IMAGE CREDIT: SHAY COCHRANE PHOTOGRAPHY
Relationship with God: I don’t read the Bible. There I said it. I don’t even remember the last time I opened one. Well…maybe at church…but I quickly closed it. But I can honestly say that not a day has gone by that I don’t think about God, talk to Him, pray to him. Even when I was little, I always remembered having conversations with God, usually in my head but that always made me feel good. It always felt right. Years later, I had children and that relationship has changed even more. Now, I look to God in smaller moments (like in my car on my way to get the kids or when I’m about to pass out on my bed), but He is always there, always in heart and it may not be the right way…I may not have Bible verses memorized or go to church as much as I would like, but I’m a firm believer that you have to do what works for you, inside, in your heart. In 2012, we talked about God a lot, to my husband, to my children. My parents never forced it on us, but it just always felt like a habit, like putting on a jacket, so I never gave it a second thought. God was part of my life and I’m constantly thinking about ways to inject that same feeling to my children, even if they are still really young.
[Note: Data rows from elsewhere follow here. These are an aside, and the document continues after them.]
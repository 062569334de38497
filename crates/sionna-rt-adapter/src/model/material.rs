//! Materials assigned to triangle meshes of the host model

use std::fs;
use std::path::Path;

use serde_json::{json, Map, Value};

use super::geometry::write_ply;
use super::group::GroupElement;
use super::settings::TypedSettings;
use super::{ActiveModel, EntityKind, Geometries, SettingsNode, Status};
use crate::adapter::UpdateEffect;
use crate::catalog::MaterialType;
use crate::error::{Error, Result};
use crate::property::{PropertyEvent, PropertyGroup};
use crate::INPUT_FILES_DIR;

const MATERIAL_ENTITIES: &[EntityKind] = &[EntityKind::TriangleMesh];

#[derive(Debug)]
pub struct MaterialSettings {
    pub settings: TypedSettings<MaterialType>,
    pub geometries: Geometries,
}

impl MaterialSettings {
    pub fn new(description: &str) -> Self {
        Self {
            settings: TypedSettings::new(description),
            geometries: Geometries::new(MATERIAL_ENTITIES, None),
        }
    }

    /// Serialize the material, writing each assigned mesh to
    /// `input_files/<entity_id>.ply`
    pub fn to_map(&self, results_dir: &Path, model: &dyn ActiveModel) -> Result<Map<String, Value>> {
        let mut output = self.settings.to_map(results_dir)?;

        let mut geometries = Vec::with_capacity(self.geometries.len());
        if !self.geometries.is_empty() {
            fs::create_dir_all(results_dir.join(INPUT_FILES_DIR))?;
        }
        for geometry in self.geometries.iter() {
            let mesh = model
                .lookup_entity(&geometry.entity_id)
                .and_then(|entity| entity.mesh.as_ref())
                .ok_or_else(|| Error::MissingResource {
                    what: "mesh entity",
                    path: geometry.entity_id.clone().into(),
                })?;
            let fname = format!("{}/{}.ply", INPUT_FILES_DIR, ply_stem(&geometry.entity_id)?);
            write_ply(mesh, &results_dir.join(&fname))?;
            geometries.push(json!({"fname": fname, "name": geometry.description}));
        }
        output.insert("geometries".to_string(), Value::Array(geometries));
        Ok(output)
    }
}

/// Entity ids become file names below `input_files/` and must stay there
fn ply_stem(entity_id: &str) -> Result<&str> {
    let special = matches!(entity_id, "" | "." | "..");
    if special || entity_id.contains(['/', '\\']) {
        return Err(Error::GeometryRejected(entity_id.to_string()));
    }
    Ok(entity_id)
}

impl SettingsNode for MaterialSettings {
    fn description(&self) -> &str {
        &self.settings.description
    }

    fn properties(&self) -> PropertyGroup {
        let mut group = PropertyGroup::with_description("Material Settings");
        self.settings.draw_into(&mut group);
        group
    }

    fn apply(&mut self, field: &str, event: &PropertyEvent) -> Result<UpdateEffect> {
        self.settings.apply(field, event)
    }

    fn validate(&mut self) -> bool {
        self.settings.validate()
    }

    fn status(&self) -> &Status {
        self.settings.status()
    }

    fn clear_status(&mut self) {
        self.settings.clear_status();
    }
}

impl GroupElement for MaterialSettings {
    const BASE_DESCRIPTION: &'static str = "Material";

    fn create(description: String) -> Self {
        Self::new(&description)
    }

    fn geometries(&self) -> &Geometries {
        &self.geometries
    }

    fn geometries_mut(&mut self) -> &mut Geometries {
        &mut self.geometries
    }
}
Pediatric Cancer: Four years ago I stumbled upon a blog by Holly McKrae about her daughter Kate, undergoing chemotherapy for a very rare (but aggressive) brain tumor. She is in remission now, but her story and faith in God, always stuck with me and I told myself that I would help and not remain on the sidelines. In 2012, I told Steve that we were not going to donate to several charities with different causes, although all very important I wanted to center my focus helping families fighting these horrible (and the word “horrible” doesn’t seem strong enough) cancers. So besides donating financially (when we could), we had our children make cards during the Holidays, and we also participated in two great events—Fashion Funds for a Cure and Calendar for a Cause—both events left us profoundly affected and just wanting to do more.
Carmen: I don’t believe I’ve ever talked about Carmen on my blog, but she has been in my children’s life since they were all 8 weeks old. She is my caregiver, mommy number two and one of the best people I know. She is part of “Team Clamp” and without her, none of this works.
My Mom, Dad, Brother, (sister in law) Natasha: This may seem odd to many, but I talk to my mom every morning, my dad in the evenings, my brother every other day, and his wife, my sister-in-law at least once a week. Crazy, right? But they are my support system, my venting system and don’t get me wrong, we have moments of frustration with each other, but we never lose sight of what’s important.
Work Boundaries: In 2012, I decided to streamline my schedule and only work around a three day schedule, Tuesday, Wednesday and Thursday. These are the days, I work, work, work. On Mondays and Fridays, I focus on Preston, but if I can, I will prep for clients or do small projects.Sometimes this fluctuates, but really, it’s been helpful most of all for me, and I get a lot more done when I know my time is limited for work productivity.
Dance Parties: In 2012, we started having random dance parties. Just turned off the lights, blare the music and we all start dancing. This should be mandatory in every household. Period.